Sitting there, amongst the others, I found myself thinking back to what had brought me here. A few weeks earlier, in a moment of passion, my partner had found a lump on my chest. It was to the inside of the right nipple. I was immediately worried. It was the weekend before the May Day holiday and I couldn't see my doctor until the Tuesday. I telephoned from work for an emergency appointment on the Tuesday morning and went to see him later that day.
He felt around my chest and confirmed the lump and said that he would refer me to a clinic at the local hospital. I was not at ease with the situation and felt some dread ahead. I talked to a colleague at work about it as she had just returned to work after treatment for breast cancer. Her hands automatically closed in on the lump on my chest and she felt it as well. She did put me at ease a bit when she told me about her treatment. That ease with the situation didn't last long and I spent sleepless nights before I received an appointment at the hospital.
I went myself that day and I sat with the others trying to appear calm in an atmosphere of worry. They called my name and I went into a small consulting room. The doctor asked me to strip to the waist and examined my chest, both sides, arms up and arms down, and she too felt the lump. She explained that the next step was to take a fine needle aspiration of the lump, a small sample of cells for analysis. I remember feeling quite sore after the needle had done its job. I dressed myself and went back to the reception desk and was given a return appointment for today to get the results of the test.

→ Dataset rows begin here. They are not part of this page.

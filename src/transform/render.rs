//! Rendering of decoded frames to 8-bit rasters.

use std::path::Path;

use image::{DynamicImage, GrayImage, ImageFormat, RgbImage};
use rayon::prelude::*;
use serde::{Deserialize, Serialize};

use crate::config::{ColorMode, VoiFunction};
use crate::decoder::{bit_at, FrameData, RasterFrame, ValueRange};
use crate::error::{BlackoutError, Result};
use crate::format::{PaddingFilter, PhotometricInterpretation, PixelFormatDescriptor};

use super::color::ybr_to_rgb;
use super::palette::{PaletteColorLut, PaletteUsage};
use super::window::{apply_function, to_level};
use super::{ModalityTransform, Rescale, VoiLut, VoiSelection, VoiTransform, Window};

/// Per-call rendering parameters.
#[derive(Debug, Clone, PartialEq, Serialize, Deserialize)]
pub struct RenderOptions {
    /// Frame index used to select modality and VOI entries.
    pub frame_index: usize,
    /// VOI function for windows.
    pub function: VoiFunction,
    /// Render `255 - y`.
    pub inverted: bool,
    /// Stored values rendered as 0.
    pub padding: Option<PaddingFilter>,
    /// Output layout for grayscale results.
    pub color_mode: ColorMode,
    /// Explicit window, wins over VOI LUTs and windows.
    pub window: Option<Window>,
    /// Which VOI window or LUT of the frame to use.
    pub voi_selection: usize,
    /// Photometric interpretation of the source, for palette and YBR handling.
    pub photometric: Option<PhotometricInterpretation>,
}

impl Default for RenderOptions {
    fn default() -> Self {
        Self {
            frame_index: 0,
            function: VoiFunction::LinearDicom,
            inverted: false,
            padding: None,
            color_mode: ColorMode::Gray,
            window: None,
            voi_selection: 0,
            photometric: None,
        }
    }
}

impl RenderOptions {
    /// Options derived from a pixel format: inversion for MONOCHROME1, the
    /// padding filter and the photometric interpretation.
    pub fn for_format(format: &PixelFormatDescriptor, frame_index: usize) -> Self {
        Self {
            frame_index,
            inverted: format.photometric_interpretation.is_inverted(),
            padding: format.padding_filter(),
            photometric: Some(format.photometric_interpretation),
            ..Default::default()
        }
    }
}

/// Non-fatal conditions met while rendering.
#[derive(Debug, Clone, PartialEq, Eq)]
pub enum RenderWarning {
    /// The palette was unusable; the frame was rendered as grayscale.
    MalformedPalette(String),
}

/// 8-bit displayable raster, gray or interleaved RGB.
#[derive(Debug, Clone, PartialEq, Eq)]
pub struct Raster8 {
    /// Columns.
    pub width: u32,
    /// Rows.
    pub height: u32,
    /// 1 (gray) or 3 (RGB).
    pub channels: u8,
    /// `width * height * channels` bytes, row major.
    pub data: Vec<u8>,
}

impl Raster8 {
    /// Convert to an `image` crate buffer.
    pub fn to_dynamic_image(&self) -> Result<DynamicImage> {
        let invalid = || {
            BlackoutError::UnsupportedPixelType(format!(
                "{} channel raster of {} bytes for {}x{}",
                self.channels,
                self.data.len(),
                self.width,
                self.height
            ))
        };
        match self.channels {
            1 => GrayImage::from_raw(self.width, self.height, self.data.clone())
                .map(DynamicImage::ImageLuma8)
                .ok_or_else(invalid),
            3 => RgbImage::from_raw(self.width, self.height, self.data.clone())
                .map(DynamicImage::ImageRgb8)
                .ok_or_else(invalid),
            _ => Err(invalid()),
        }
    }

    /// Write the raster as PNG.
    pub fn save_png<P: AsRef<Path>>(&self, path: P) -> Result<()> {
        self.to_dynamic_image()?
            .save_with_format(path, ImageFormat::Png)?;
        Ok(())
    }
}

/// Render result.
#[derive(Debug, Clone)]
pub struct Rendered {
    /// The displayable raster.
    pub raster: Raster8,
    /// Window actually applied, if any.
    pub window: Option<Window>,
    /// Degradations that did not stop rendering.
    pub warnings: Vec<RenderWarning>,
}

/// How rescaled values become gray levels.
#[derive(Debug, Clone, Copy)]
enum GrayMapping<'a> {
    Window { window: Window, function: VoiFunction },
    Lut(&'a VoiLut),
}

impl GrayMapping<'_> {
    fn level(&self, x: f64) -> u8 {
        match self {
            GrayMapping::Window { window, function } => {
                to_level(apply_function(*function, x, window.center, window.width))
            }
            GrayMapping::Lut(lut) => {
                let out = lut.lookup(x) as f64;
                to_level(out * 255.0 / lut.output_max() as f64)
            }
        }
    }

    fn window(&self) -> Window {
        match self {
            GrayMapping::Window { window, .. } => *window,
            GrayMapping::Lut(lut) => lut.identity_window(),
        }
    }
}

/// Render `frame` to an 8-bit raster.
///
/// Grayscale frames go through rescale, VOI, palette, inversion and padding;
/// color frames only through an optional linear window.
pub fn render(
    frame: &RasterFrame,
    modality: &ModalityTransform,
    voi: &VoiTransform,
    palette: Option<&PaletteColorLut>,
    options: &RenderOptions,
) -> Result<Rendered> {
    let rendered = match frame.data() {
        FrameData::Rgb8(samples) => render_color(frame, samples, voi, options),
        _ => render_gray(frame, modality, voi, palette, options)?,
    };
    log::debug!(
        "Rendered frame {} ({}x{}x{}) with window {:?}",
        options.frame_index,
        rendered.raster.width,
        rendered.raster.height,
        rendered.raster.channels,
        rendered.window
    );
    Ok(rendered)
}

fn render_gray(
    frame: &RasterFrame,
    modality: &ModalityTransform,
    voi: &VoiTransform,
    palette: Option<&PaletteColorLut>,
    options: &RenderOptions,
) -> Result<Rendered> {
    let mut warnings = Vec::new();
    let palette = match palette {
        Some(lut) => match lut.validate() {
            Ok(()) => Some((lut, lut.usage(options.photometric))),
            Err(reason) => {
                log::warn!("Ignoring palette: {}", reason);
                warnings.push(RenderWarning::MalformedPalette(reason));
                None
            }
        },
        None => None,
    };
    if palette.is_some() && frame.data().is_float() {
        return Err(BlackoutError::UnsupportedPixelType(format!(
            "palette lookup on {} samples",
            frame.data().type_name()
        )));
    }

    let rescale = modality.for_frame(options.frame_index);
    let mapping = gray_mapping(frame, rescale, voi, options);
    let channels = if palette.is_some() || options.color_mode == ColorMode::Rgb {
        3
    } else {
        1
    };

    let pixel = |raw: f64, integral: bool| -> [u8; 3] {
        if integral {
            if let Some(padding) = &options.padding {
                if padding.contains(raw as i64) {
                    return [0; 3];
                }
            }
        }
        let x = rescale.apply(raw);
        if let Some((lut, usage)) = palette {
            match usage {
                PaletteUsage::TrueColor => return lut.color(x),
                PaletteUsage::Supplemental { largest_monochrome } if raw > largest_monochrome as f64 => {
                    return lut.color(x)
                }
                PaletteUsage::Supplemental { .. } => {}
            }
        }
        let level = mapping.level(x);
        let level = if options.inverted { 255 - level } else { level };
        [level; 3]
    };

    let width = frame.width() as usize;
    let mut data = vec![0u8; frame.pixel_count() * channels];
    match frame.data() {
        FrameData::Bit1(bits) => {
            let lut = [pixel(0.0, true), pixel(1.0, true)];
            let values: Vec<u8> = (0..frame.pixel_count()).map(|i| bit_at(bits, i)).collect();
            map_rows(&values, width, channels, &mut data, |v| lut[v as usize]);
        }
        FrameData::U8(values) => {
            let lut = build_lut(0, 255, |raw| pixel(raw as f64, true));
            map_rows(values, width, channels, &mut data, |v| lut[v as usize]);
        }
        FrameData::S8(values) => {
            let lut = build_lut(-128, 127, |raw| pixel(raw as f64, true));
            map_rows(values, width, channels, &mut data, |v| lut[(v as i64 + 128) as usize]);
        }
        FrameData::U16(values) => {
            let lut = build_lut(0, 65535, |raw| pixel(raw as f64, true));
            map_rows(values, width, channels, &mut data, |v| lut[v as usize]);
        }
        FrameData::S16(values) => {
            let lut = build_lut(-32768, 32767, |raw| pixel(raw as f64, true));
            map_rows(values, width, channels, &mut data, |v| lut[(v as i64 + 32768) as usize]);
        }
        FrameData::F32(values) => {
            map_rows(values, width, channels, &mut data, |v| pixel(v as f64, false));
        }
        FrameData::F64(values) => {
            map_rows(values, width, channels, &mut data, |v| pixel(v, false));
        }
        FrameData::Rgb8(_) => {
            return Err(BlackoutError::UnsupportedPixelType(
                "color samples in grayscale pipeline".into(),
            ))
        }
    }

    Ok(Rendered {
        raster: Raster8 {
            width: frame.width(),
            height: frame.height(),
            channels: channels as u8,
            data,
        },
        window: Some(mapping.window()),
        warnings,
    })
}

/// Explicit window, else VOI LUT, else VOI window, else min/max statistics.
fn gray_mapping<'a>(
    frame: &RasterFrame,
    rescale: Rescale,
    voi: &'a VoiTransform,
    options: &RenderOptions,
) -> GrayMapping<'a> {
    let function = options.function;
    if let Some(window) = options.window.filter(|w| w.width > 0.0) {
        return GrayMapping::Window { window, function };
    }
    match voi.select(options.frame_index, options.voi_selection) {
        Some(VoiSelection::Lut(lut)) => GrayMapping::Lut(lut),
        Some(VoiSelection::Window(window)) => GrayMapping::Window { window, function },
        None => {
            let range = frame
                .value_range()
                .unwrap_or_else(|| type_range(frame.data()));
            let rescaled = ValueRange::new(rescale.apply(range.min), rescale.apply(range.max));
            let width = rescaled.max - rescaled.min;
            let window = Window::new(
                (rescaled.max + rescaled.min) / 2.0,
                if width > 0.0 { width } else { 1.0 },
            );
            GrayMapping::Window { window, function }
        }
    }
}

/// Full range of the backing type, used when a frame is entirely padding.
fn type_range(data: &FrameData) -> ValueRange {
    match data {
        FrameData::Bit1(_) => ValueRange::new(0.0, 1.0),
        FrameData::U8(_) | FrameData::Rgb8(_) => ValueRange::new(0.0, 255.0),
        FrameData::S8(_) => ValueRange::new(-128.0, 127.0),
        FrameData::U16(_) => ValueRange::new(0.0, 65535.0),
        FrameData::S16(_) => ValueRange::new(-32768.0, 32767.0),
        FrameData::F32(_) | FrameData::F64(_) => ValueRange::new(0.0, 1.0),
    }
}

fn build_lut(lo: i64, hi: i64, f: impl Fn(i64) -> [u8; 3]) -> Vec<[u8; 3]> {
    (lo..=hi).map(f).collect()
}

/// Map every sample to an output pixel, one row per rayon task.
fn map_rows<T, F>(values: &[T], width: usize, channels: usize, out: &mut [u8], f: F)
where
    T: Copy + Sync,
    F: Fn(T) -> [u8; 3] + Sync,
{
    out.par_chunks_mut(width * channels)
        .zip(values.par_chunks(width))
        .for_each(|(dst, src)| {
            for (px, &v) in dst.chunks_exact_mut(channels).zip(src) {
                let rgb = f(v);
                px.copy_from_slice(&rgb[..channels]);
            }
        });
}

fn render_color(frame: &RasterFrame, samples: &[u8], voi: &VoiTransform, options: &RenderOptions) -> Rendered {
    let converted;
    let samples = match options.photometric {
        Some(PhotometricInterpretation::YbrFull | PhotometricInterpretation::YbrFull422) => {
            converted = samples
                .chunks_exact(3)
                .flat_map(|p| ybr_to_rgb(p[0], p[1], p[2]))
                .collect::<Vec<u8>>();
            &converted[..]
        }
        _ => samples,
    };

    let window = options.window.filter(|w| w.width > 0.0).or_else(|| {
        voi.for_frame(options.frame_index)
            .and_then(|entry| entry.windows.first().copied())
            .filter(|w| w.width > 0.0)
    });
    let data = match window {
        Some(window) => {
            let function = match options.function {
                VoiFunction::LinearExact => VoiFunction::LinearExact,
                _ => VoiFunction::LinearDicom,
            };
            let lut: Vec<u8> = (0..=255)
                .map(|v| to_level(apply_function(function, v as f64, window.center, window.width)))
                .collect();
            samples.par_iter().map(|&v| lut[v as usize]).collect()
        }
        None => samples.to_vec(),
    };

    Rendered {
        raster: Raster8 {
            width: frame.width(),
            height: frame.height(),
            channels: 3,
            data,
        },
        window,
        warnings: Vec::new(),
    }
}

In the interim, my worry had grown to a real concern and my hand constantly found its way to my chest to make sure the lump was still there, in hope that it had disappeared or burst or something - anything, to make it not there. Of course, it never did disappear in the interim; it was still there as I sat waiting for my name to be called.
I came from this fog of remembrance as I heard my name being called. I was shown into a bigger consulting room and there was already a little group of people there, not just the doctor I had seen two days before. The door was closed behind me and I sat there with the others, waiting. From an adjoining room a man came and sat down behind the desk, introducing himself as Chris Simpson, consultant breast surgeon. He looked at some notes, looked at me and said, without hesitation, 'I'm sorry to tell you, Mr Steele, that you have breast cancer, I will be carrying out a core biopsy today to reconfirm it and you will be booked in for surgery as soon as we can arrange it and then the oncologist will explain what other treatment that you will be needing.'
I asked for Karen to be brought into the room to be with me. I stripped to the waist again and lay on an examination table as Mr Simpson gave me a local anaesthetic. He said not to look if I didn't like blood. Karen, silently weeping, took my hand. The knife approached my chest, Karen looked away, I looked down and watched the blood as it eased from the wound and ran down my chest. I felt nothing; no worry, no pain just nothing really.